• _EXERCISE OBJECTIVE_: Look below. Copy each line that has "await" in it.

• _PROVIDED RECORDS_:
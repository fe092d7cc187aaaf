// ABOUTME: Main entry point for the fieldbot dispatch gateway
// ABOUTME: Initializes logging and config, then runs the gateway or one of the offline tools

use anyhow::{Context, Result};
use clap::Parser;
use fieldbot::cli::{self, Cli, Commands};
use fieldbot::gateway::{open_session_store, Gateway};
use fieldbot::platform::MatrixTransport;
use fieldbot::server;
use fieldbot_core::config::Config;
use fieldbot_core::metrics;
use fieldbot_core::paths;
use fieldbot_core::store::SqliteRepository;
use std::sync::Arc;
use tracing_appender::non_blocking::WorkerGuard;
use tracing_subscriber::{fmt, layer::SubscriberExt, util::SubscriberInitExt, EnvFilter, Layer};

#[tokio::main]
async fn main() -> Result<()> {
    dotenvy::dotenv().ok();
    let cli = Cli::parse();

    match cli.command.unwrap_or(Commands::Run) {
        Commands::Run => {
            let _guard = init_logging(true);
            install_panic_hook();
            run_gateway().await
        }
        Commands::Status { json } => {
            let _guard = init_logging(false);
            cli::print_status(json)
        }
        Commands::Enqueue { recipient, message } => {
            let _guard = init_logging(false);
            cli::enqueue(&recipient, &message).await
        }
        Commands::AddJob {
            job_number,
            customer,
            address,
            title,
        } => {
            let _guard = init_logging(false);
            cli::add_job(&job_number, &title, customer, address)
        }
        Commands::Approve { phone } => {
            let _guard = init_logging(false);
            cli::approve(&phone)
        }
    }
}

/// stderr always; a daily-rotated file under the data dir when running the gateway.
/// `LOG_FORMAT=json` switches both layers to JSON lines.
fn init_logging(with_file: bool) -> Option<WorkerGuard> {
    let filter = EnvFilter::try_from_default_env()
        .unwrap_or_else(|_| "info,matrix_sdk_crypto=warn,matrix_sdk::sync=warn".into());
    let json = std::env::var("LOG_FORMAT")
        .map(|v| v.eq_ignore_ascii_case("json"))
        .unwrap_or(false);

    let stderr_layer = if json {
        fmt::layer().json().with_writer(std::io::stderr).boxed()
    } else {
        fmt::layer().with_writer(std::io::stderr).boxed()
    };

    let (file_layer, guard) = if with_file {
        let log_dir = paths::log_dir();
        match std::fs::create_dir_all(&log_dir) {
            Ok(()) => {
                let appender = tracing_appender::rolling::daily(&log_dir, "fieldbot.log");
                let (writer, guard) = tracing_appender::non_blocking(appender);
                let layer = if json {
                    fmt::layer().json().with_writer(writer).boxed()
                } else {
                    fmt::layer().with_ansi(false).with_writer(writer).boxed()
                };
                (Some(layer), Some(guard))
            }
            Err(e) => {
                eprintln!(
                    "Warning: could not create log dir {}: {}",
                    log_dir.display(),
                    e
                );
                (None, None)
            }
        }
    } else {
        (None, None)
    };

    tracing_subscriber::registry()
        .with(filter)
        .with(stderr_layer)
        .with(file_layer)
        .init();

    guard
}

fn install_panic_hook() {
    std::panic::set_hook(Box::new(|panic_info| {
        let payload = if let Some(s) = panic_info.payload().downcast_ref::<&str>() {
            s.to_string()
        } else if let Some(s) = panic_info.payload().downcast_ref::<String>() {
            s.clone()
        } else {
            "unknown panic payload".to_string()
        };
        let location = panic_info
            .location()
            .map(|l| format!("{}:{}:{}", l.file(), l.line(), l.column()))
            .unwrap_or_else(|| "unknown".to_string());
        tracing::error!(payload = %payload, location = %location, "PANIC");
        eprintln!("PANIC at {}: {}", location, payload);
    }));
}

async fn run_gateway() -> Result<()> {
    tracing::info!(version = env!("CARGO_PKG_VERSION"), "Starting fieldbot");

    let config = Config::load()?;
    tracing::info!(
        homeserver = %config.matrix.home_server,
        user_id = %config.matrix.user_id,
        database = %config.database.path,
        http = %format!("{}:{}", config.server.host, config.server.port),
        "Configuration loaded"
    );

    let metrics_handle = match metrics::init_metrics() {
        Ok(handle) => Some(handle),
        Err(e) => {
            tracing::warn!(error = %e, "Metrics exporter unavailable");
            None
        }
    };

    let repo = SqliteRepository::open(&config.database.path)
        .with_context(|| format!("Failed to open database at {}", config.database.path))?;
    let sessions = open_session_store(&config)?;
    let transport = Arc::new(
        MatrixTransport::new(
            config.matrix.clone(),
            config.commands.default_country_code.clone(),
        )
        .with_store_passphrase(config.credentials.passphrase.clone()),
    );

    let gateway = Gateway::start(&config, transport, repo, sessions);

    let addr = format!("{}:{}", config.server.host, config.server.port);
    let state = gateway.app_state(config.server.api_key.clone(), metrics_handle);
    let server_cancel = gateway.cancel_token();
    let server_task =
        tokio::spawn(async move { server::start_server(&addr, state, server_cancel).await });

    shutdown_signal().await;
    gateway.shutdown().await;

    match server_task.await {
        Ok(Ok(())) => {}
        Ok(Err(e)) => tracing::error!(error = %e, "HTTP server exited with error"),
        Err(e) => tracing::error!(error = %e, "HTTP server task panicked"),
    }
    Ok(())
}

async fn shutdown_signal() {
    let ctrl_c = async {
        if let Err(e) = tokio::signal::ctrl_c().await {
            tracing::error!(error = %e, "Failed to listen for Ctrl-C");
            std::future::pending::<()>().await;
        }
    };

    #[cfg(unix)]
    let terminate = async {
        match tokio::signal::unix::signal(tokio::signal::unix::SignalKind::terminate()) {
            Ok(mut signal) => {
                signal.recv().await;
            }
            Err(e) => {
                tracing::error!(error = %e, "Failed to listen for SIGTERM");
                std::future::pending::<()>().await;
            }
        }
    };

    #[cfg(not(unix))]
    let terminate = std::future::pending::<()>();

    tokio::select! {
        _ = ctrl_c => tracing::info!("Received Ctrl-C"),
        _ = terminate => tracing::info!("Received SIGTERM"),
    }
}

• _RESPONSE BELOW_:
            run_gateway().await
            cli::enqueue(&recipient, &message).await
        tokio::spawn(async move { server::start_server(&addr, state, server_cancel).await });
    shutdown_signal().await;
    gateway.shutdown().await;
    match server_task.await {
        if let Err(e) = tokio::signal::ctrl_c().await {
            std::future::pending::<()>().await;
                signal.recv().await;
                std::future::pending::<()>().await;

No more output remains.